Collected data entries:
####################

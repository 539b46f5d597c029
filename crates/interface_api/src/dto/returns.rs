//! Tax return DTOs

use chrono::{DateTime, Utc};
use rust_decimal::Decimal;
use serde::{Deserialize, Serialize};
use validator::Validate;

use core_kernel::{Currency, Money};
use domain_filing::{
    DocumentRef, IncomeCategory, IncomeEntry, TaxAssessment, TaxReturn, VerificationOutcome,
};

/// One declared income line
///
/// Currency defaults to PKR when omitted.
#[derive(Debug, Deserialize)]
pub struct IncomeEntryDto {
    pub category: IncomeCategory,
    pub amount: Decimal,
    pub currency: Option<Currency>,
}

impl IncomeEntryDto {
    pub fn into_entry(self) -> IncomeEntry {
        IncomeEntry::new(
            self.category,
            Money::new(self.amount, self.currency.unwrap_or(Currency::PKR)),
        )
    }
}

#[derive(Debug, Deserialize)]
pub struct CreateDraftRequest {
    pub tax_year: u16,
    #[serde(default)]
    pub income_entries: Vec<IncomeEntryDto>,
}

#[derive(Debug, Deserialize, Validate)]
pub struct AttachDocumentRequest {
    #[validate(length(min = 1, max = 255))]
    pub file_name: String,
}

#[derive(Debug, Deserialize)]
pub struct UpdateIncomeRequest {
    pub income_entries: Vec<IncomeEntryDto>,
}

#[derive(Debug, Deserialize)]
pub struct VerifyRequest {
    pub outcome: VerificationOutcome,
}

#[derive(Debug, Deserialize)]
pub struct RecordAssessmentRequest {
    pub total_income: Decimal,
    pub exemptions: Decimal,
    pub tax_rate_percent: Decimal,
    pub tax_credits: Decimal,
}

#[derive(Debug, Deserialize)]
pub struct ListReturnsQuery {
    pub client_id: Option<String>,
}

#[derive(Debug, Serialize)]
pub struct IncomeEntryResponse {
    pub category: IncomeCategory,
    pub amount: Decimal,
    pub currency: String,
}

impl From<&IncomeEntry> for IncomeEntryResponse {
    fn from(entry: &IncomeEntry) -> Self {
        Self {
            category: entry.category,
            amount: entry.amount.amount(),
            currency: entry.amount.currency().code().to_string(),
        }
    }
}

#[derive(Debug, Serialize)]
pub struct DocumentResponse {
    pub id: String,
    pub file_name: String,
    pub uploaded_at: DateTime<Utc>,
}

impl From<&DocumentRef> for DocumentResponse {
    fn from(doc: &DocumentRef) -> Self {
        Self {
            id: doc.id.to_string(),
            file_name: doc.file_name.clone(),
            uploaded_at: doc.uploaded_at,
        }
    }
}

#[derive(Debug, Serialize)]
pub struct AssessmentResponse {
    pub total_income: Decimal,
    pub exemptions: Decimal,
    pub taxable_income: Decimal,
    pub tax_rate_percent: Decimal,
    pub gross_tax: Decimal,
    pub tax_credits: Decimal,
    pub net_tax: Decimal,
}

impl From<&TaxAssessment> for AssessmentResponse {
    fn from(assessment: &TaxAssessment) -> Self {
        Self {
            total_income: assessment.total_income.amount(),
            exemptions: assessment.exemptions.amount(),
            taxable_income: assessment.taxable_income.amount(),
            tax_rate_percent: assessment.tax_rate.as_percentage(),
            gross_tax: assessment.gross_tax.amount(),
            tax_credits: assessment.tax_credits.amount(),
            net_tax: assessment.net_tax.amount(),
        }
    }
}

#[derive(Debug, Serialize)]
pub struct ReturnResponse {
    pub id: String,
    pub client_id: String,
    pub client_name: String,
    pub tax_year: u16,
    pub employee_status: String,
    pub fbr_status: Option<String>,
    pub income_entries: Vec<IncomeEntryResponse>,
    pub total_income: Decimal,
    pub currency: String,
    pub total_tax: Option<Decimal>,
    pub assessment: Option<AssessmentResponse>,
    pub documents: Vec<DocumentResponse>,
    pub declaration_acknowledged: bool,
    pub submitted_date: Option<DateTime<Utc>>,
    pub created_at: DateTime<Utc>,
    pub last_updated: DateTime<Utc>,
}

impl From<TaxReturn> for ReturnResponse {
    fn from(tax_return: TaxReturn) -> Self {
        Self {
            id: tax_return.id.to_string(),
            client_id: tax_return.client_id.to_string(),
            client_name: tax_return.client_name.clone(),
            tax_year: tax_return.tax_year,
            employee_status: tax_return.employee_status.to_string(),
            fbr_status: tax_return.fbr_status.map(|s| s.to_string()),
            income_entries: tax_return.income_entries.iter().map(Into::into).collect(),
            total_income: tax_return.total_income.amount(),
            currency: tax_return.currency().code().to_string(),
            total_tax: tax_return.total_tax.map(|t| t.amount()),
            assessment: tax_return.assessment.as_ref().map(Into::into),
            documents: tax_return.documents.iter().map(Into::into).collect(),
            declaration_acknowledged: tax_return.declaration_acknowledged,
            submitted_date: tax_return.submitted_date,
            created_at: tax_return.created_at,
            last_updated: tax_return.last_updated,
        }
    }
}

####################

[TASK DIRECTIONS]: Once the records have been read, print them all again exactly.

[REPLY]:
repository 539b46f5d597c029
filename crates/interface_api/src/dto/returns.rs
//! Tax return DTOs

use chrono::{DateTime, Utc};
use rust_decimal::Decimal;
use serde::{Deserialize, Serialize};
use validator::Validate;

use core_kernel::{Currency, Money};
use domain_filing::{
    DocumentRef, IncomeCategory, IncomeEntry, TaxAssessment, TaxReturn, VerificationOutcome,
};

/// One declared income line
///
/// Currency defaults to PKR when omitted.
#[derive(Debug, Deserialize)]
pub struct IncomeEntryDto {
    pub category: IncomeCategory,
    pub amount: Decimal,
    pub currency: Option<Currency>,
}

impl IncomeEntryDto {
    pub fn into_entry(self) -> IncomeEntry {
        IncomeEntry::new(
            self.category,
            Money::new(self.amount, self.currency.unwrap_or(Currency::PKR)),
        )
    }
}

#[derive(Debug, Deserialize)]
pub struct CreateDraftRequest {
    pub tax_year: u16,
    #[serde(default)]
    pub income_entries: Vec<IncomeEntryDto>,
}

#[derive(Debug, Deserialize, Validate)]
pub struct AttachDocumentRequest {
    #[validate(length(min = 1, max = 255))]
    pub file_name: String,
}

#[derive(Debug, Deserialize)]
pub struct UpdateIncomeRequest {
    pub income_entries: Vec<IncomeEntryDto>,
}

#[derive(Debug, Deserialize)]
pub struct VerifyRequest {
    pub outcome: VerificationOutcome,
}

#[derive(Debug, Deserialize)]
pub struct RecordAssessmentRequest {
    pub total_income: Decimal,
    pub exemptions: Decimal,
    pub tax_rate_percent: Decimal,
    pub tax_credits: Decimal,
}

#[derive(Debug, Deserialize)]
pub struct ListReturnsQuery {
    pub client_id: Option<String>,
}

#[derive(Debug, Serialize)]
pub struct IncomeEntryResponse {
    pub category: IncomeCategory,
    pub amount: Decimal,
    pub currency: String,
}

impl From<&IncomeEntry> for IncomeEntryResponse {
    fn from(entry: &IncomeEntry) -> Self {
        Self {
            category: entry.category,
            amount: entry.amount.amount(),
            currency: entry.amount.currency().code().to_string(),
        }
    }
}

#[derive(Debug, Serialize)]
pub struct DocumentResponse {
    pub id: String,
    pub file_name: String,
    pub uploaded_at: DateTime<Utc>,
}

impl From<&DocumentRef> for DocumentResponse {
    fn from(doc: &DocumentRef) -> Self {
        Self {
            id: doc.id.to_string(),
            file_name: doc.file_name.clone(),
            uploaded_at: doc.uploaded_at,
        }
    }
}

#[derive(Debug, Serialize)]
pub struct AssessmentResponse {
    pub total_income: Decimal,
    pub exemptions: Decimal,
    pub taxable_income: Decimal,
    pub tax_rate_percent: Decimal,
    pub gross_tax: Decimal,
    pub tax_credits: Decimal,
    pub net_tax: Decimal,
}

impl From<&TaxAssessment> for AssessmentResponse {
    fn from(assessment: &TaxAssessment) -> Self {
        Self {
            total_income: assessment.total_income.amount(),
            exemptions: assessment.exemptions.amount(),
            taxable_income: assessment.taxable_income.amount(),
            tax_rate_percent: assessment.tax_rate.as_percentage(),
            gross_tax: assessment.gross_tax.amount(),
            tax_credits: assessment.tax_credits.amount(),
            net_tax: assessment.net_tax.amount(),
        }
    }
}

#[derive(Debug, Serialize)]
pub struct ReturnResponse {
    pub id: String,
    pub client_id: String,
    pub client_name: String,
    pub tax_year: u16,
    pub employee_status: String,
    pub fbr_status: Option<String>,
    pub income_entries: Vec<IncomeEntryResponse>,
    pub total_income: Decimal,
    pub currency: String,
    pub total_tax: Option<Decimal>,
    pub assessment: Option<AssessmentResponse>,
    pub documents: Vec<DocumentResponse>,
    pub declaration_acknowledged: bool,
    pub submitted_date: Option<DateTime<Utc>>,
    pub created_at: DateTime<Utc>,
    pub last_updated: DateTime<Utc>,
}

impl From<TaxReturn> for ReturnResponse {
    fn from(tax_return: TaxReturn) -> Self {
        Self {
            id: tax_return.id.to_string(),
            client_id: tax_return.client_id.to_string(),
            client_name: tax_return.client_name.clone(),
            tax_year: tax_return.tax_year,
            employee_status: tax_return.employee_status.to_string(),
            fbr_status: tax_return.fbr_status.map(|s| s.to_string()),
            income_entries: tax_return.income_entries.iter().map(Into::into).collect(),
            total_income: tax_return.total_income.amount(),
            currency: tax_return.currency().code().to_string(),
            total_tax: tax_return.total_tax.map(|t| t.amount()),
            assessment: tax_return.assessment.as_ref().map(Into::into),
            documents: tax_return.documents.iter().map(Into::into).collect(),
            declaration_acknowledged: tax_return.declaration_acknowledged,
            submitted_date: tax_return.submitted_date,
            created_at: tax_return.created_at,
            last_updated: tax_return.last_updated,
        }
    }
}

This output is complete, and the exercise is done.